The European Society of Cardiology compared non-invasive coronary artery procedures to determine which approach is best.
Coronary angiographs are considered the most accurate ways to diagnose coronary heart disease, according to the National Health Service in the U.K. While x-ray images of the heart’s arteries do help detect where fatty build-ups have blocked the heart’s blood supply, the procedure to acquire these images is invasive.
Other, less invasive methods are available, but, until now, there has been no evidence to suggest which test will help physicians make the correct diagnosis.
Findings from the PACIFIC trial—a single study trial of 208 patients with suspected coronary artery disease conducted by the ESC—show that PET scans are the most significantly accurate for diagnosing the disease.
Patients then received non-invasive PET, SPECT and CCTA as well as some "hybrid" combinations of PET and CCTA or SPECT and CCTA designed to combine functional and anatomical assessments.

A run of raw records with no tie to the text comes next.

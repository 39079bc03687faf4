//! fareview library
//!
//! Flight offer search with an on-disk response cache, flattening of offers into
//! table rows, date-range sweeps, and fare aggregation for charting. The modules
//! are exposed for the binary and for integration tests.

pub mod app;
pub mod cache;
pub mod cli;
pub mod data;
pub mod prices;
pub mod report;
pub mod secrets;
pub mod sweep;
pub mod ui;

"The results will definitely spark further research,” Ibrahim Danad, MD, a cardiologist at VU University Medical Center, Amsterdam, said in a statement. “There is always a lot of discussion whether we need to choose SPECT or PET as the initial functional test for our patients. I think that we need to invest more in clinical PET imaging, which will be future. It is more convenient for patients in terms of time, accuracy and radiation dose."